↓↓↓
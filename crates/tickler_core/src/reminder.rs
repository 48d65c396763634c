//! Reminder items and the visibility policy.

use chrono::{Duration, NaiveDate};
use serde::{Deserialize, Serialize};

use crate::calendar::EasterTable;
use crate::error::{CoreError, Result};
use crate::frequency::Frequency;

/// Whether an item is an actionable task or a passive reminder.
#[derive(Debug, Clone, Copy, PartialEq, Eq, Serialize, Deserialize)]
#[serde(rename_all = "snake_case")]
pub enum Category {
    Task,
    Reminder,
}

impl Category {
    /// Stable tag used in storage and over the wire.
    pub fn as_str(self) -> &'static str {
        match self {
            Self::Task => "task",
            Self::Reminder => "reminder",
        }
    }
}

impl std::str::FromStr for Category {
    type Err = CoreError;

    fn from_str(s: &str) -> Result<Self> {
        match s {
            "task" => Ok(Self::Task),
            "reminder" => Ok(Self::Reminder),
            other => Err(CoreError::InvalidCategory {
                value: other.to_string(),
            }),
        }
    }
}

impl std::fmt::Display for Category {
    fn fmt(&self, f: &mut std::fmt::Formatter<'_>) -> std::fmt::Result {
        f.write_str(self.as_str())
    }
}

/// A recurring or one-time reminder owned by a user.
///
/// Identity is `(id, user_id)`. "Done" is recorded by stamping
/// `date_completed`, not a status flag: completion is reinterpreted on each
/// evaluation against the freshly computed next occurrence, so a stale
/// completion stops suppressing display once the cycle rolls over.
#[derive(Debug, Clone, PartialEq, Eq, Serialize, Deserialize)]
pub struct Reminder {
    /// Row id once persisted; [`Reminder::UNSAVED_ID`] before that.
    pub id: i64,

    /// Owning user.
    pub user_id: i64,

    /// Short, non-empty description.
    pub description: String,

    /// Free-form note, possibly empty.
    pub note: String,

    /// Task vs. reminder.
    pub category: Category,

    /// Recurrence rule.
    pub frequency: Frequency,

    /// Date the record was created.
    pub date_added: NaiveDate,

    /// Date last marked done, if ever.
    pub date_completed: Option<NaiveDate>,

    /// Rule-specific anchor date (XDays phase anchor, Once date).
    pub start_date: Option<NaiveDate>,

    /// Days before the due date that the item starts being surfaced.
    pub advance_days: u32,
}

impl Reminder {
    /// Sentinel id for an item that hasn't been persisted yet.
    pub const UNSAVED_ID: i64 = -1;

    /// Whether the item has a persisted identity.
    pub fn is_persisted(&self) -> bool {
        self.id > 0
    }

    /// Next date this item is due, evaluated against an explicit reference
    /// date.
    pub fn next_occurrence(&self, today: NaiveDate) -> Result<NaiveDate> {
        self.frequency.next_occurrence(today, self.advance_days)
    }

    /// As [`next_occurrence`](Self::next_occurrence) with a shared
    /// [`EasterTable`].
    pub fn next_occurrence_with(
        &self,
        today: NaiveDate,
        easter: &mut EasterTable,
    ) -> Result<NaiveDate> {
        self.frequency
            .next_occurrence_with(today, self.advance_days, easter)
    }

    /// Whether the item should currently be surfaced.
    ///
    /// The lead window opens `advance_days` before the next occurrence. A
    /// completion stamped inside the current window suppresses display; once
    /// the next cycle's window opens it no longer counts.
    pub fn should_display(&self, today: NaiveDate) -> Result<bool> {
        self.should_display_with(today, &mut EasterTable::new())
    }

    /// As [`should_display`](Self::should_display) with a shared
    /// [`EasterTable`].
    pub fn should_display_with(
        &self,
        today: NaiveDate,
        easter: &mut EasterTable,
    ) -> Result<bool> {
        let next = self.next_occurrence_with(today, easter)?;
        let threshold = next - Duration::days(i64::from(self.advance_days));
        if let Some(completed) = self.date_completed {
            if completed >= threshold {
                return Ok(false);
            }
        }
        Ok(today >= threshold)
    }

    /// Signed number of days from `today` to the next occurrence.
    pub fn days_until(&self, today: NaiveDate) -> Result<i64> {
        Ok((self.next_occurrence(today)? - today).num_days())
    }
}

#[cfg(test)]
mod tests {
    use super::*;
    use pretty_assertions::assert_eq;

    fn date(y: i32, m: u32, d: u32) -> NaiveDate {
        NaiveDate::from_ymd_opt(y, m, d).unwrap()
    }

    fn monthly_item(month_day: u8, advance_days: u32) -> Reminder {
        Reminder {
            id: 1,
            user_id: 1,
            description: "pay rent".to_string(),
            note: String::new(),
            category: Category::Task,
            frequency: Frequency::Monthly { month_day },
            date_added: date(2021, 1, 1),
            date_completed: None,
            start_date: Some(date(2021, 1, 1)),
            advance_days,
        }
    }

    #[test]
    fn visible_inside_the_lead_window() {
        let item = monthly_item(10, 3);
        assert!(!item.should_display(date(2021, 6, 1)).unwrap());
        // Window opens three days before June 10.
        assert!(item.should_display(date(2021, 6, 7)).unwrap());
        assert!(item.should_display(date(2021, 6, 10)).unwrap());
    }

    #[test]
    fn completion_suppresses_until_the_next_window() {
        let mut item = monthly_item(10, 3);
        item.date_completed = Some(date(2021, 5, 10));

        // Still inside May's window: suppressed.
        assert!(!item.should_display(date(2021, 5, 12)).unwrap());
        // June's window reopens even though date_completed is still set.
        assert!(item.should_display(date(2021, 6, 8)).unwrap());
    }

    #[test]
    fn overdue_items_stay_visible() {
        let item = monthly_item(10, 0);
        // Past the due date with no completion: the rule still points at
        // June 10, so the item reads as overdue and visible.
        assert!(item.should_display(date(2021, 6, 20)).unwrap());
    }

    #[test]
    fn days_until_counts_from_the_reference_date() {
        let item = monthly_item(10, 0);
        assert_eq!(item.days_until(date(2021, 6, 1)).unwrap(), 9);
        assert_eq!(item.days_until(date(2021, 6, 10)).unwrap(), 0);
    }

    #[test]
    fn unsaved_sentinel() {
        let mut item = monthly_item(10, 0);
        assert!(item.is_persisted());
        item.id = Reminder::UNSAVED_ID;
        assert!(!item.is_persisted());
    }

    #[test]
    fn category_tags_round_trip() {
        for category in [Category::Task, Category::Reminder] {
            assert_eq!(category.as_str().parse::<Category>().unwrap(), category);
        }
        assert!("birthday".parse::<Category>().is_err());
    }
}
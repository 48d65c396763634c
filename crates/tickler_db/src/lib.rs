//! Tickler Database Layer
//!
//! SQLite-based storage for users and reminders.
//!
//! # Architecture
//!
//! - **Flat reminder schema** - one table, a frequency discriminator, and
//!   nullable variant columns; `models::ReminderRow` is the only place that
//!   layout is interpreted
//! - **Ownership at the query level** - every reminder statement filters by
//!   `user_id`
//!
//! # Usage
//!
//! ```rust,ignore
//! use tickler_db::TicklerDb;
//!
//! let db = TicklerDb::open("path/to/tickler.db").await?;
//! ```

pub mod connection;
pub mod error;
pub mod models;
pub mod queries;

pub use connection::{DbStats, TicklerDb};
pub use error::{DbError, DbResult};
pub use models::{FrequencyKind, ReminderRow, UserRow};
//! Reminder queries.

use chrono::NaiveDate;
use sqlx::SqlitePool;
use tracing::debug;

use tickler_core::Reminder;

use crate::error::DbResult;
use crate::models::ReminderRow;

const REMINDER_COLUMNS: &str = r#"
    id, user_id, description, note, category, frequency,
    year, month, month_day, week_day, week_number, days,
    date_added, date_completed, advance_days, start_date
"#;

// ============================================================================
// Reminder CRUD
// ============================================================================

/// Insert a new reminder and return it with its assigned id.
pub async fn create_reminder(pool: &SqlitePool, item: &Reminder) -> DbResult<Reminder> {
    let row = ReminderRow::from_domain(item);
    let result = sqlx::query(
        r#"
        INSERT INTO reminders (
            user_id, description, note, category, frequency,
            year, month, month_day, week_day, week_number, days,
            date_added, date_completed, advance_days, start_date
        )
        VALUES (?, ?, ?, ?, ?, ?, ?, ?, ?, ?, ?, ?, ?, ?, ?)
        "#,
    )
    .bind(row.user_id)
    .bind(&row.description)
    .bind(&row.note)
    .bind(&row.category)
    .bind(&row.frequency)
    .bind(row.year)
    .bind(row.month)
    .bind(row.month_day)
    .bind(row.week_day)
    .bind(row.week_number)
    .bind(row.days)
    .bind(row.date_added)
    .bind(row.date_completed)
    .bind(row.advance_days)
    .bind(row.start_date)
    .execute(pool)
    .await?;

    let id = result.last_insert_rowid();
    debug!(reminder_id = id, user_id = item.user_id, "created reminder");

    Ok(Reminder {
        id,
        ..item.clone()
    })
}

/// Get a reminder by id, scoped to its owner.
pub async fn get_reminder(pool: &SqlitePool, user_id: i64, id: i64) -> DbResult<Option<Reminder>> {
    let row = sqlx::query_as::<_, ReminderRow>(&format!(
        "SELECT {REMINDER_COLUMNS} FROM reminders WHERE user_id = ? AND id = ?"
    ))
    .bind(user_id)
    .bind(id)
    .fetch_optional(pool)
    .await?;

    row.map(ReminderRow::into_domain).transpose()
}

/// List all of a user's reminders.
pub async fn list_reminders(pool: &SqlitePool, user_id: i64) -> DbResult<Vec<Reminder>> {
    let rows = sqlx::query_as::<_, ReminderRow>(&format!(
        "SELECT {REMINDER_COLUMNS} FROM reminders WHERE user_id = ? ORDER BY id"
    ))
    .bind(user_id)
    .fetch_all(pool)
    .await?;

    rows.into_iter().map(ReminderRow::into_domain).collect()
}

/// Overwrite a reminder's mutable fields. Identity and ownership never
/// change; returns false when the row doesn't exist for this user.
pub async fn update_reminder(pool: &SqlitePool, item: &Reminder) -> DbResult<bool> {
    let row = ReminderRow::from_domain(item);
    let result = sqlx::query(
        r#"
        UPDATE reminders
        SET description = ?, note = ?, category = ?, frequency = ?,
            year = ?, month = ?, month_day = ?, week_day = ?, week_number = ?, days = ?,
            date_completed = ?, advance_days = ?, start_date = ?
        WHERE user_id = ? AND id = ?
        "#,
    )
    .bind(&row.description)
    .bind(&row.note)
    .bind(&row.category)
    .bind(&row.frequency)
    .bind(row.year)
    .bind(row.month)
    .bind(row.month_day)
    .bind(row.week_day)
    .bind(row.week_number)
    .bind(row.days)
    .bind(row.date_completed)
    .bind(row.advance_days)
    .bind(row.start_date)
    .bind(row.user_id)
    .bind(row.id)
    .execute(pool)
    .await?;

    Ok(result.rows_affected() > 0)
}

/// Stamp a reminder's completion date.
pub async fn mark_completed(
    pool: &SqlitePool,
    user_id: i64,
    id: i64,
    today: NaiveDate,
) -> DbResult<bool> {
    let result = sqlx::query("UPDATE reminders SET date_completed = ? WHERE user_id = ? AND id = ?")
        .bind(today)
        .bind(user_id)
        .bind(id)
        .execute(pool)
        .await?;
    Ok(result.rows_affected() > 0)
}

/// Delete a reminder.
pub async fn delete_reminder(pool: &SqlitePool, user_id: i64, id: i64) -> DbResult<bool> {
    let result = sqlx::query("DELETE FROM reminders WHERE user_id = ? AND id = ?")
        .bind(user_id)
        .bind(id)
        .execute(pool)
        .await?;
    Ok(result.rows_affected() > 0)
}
↑↑↑
Tell how many lines in the material above have the string "Duration", using only the number.

_RESPONSE AREA_: 2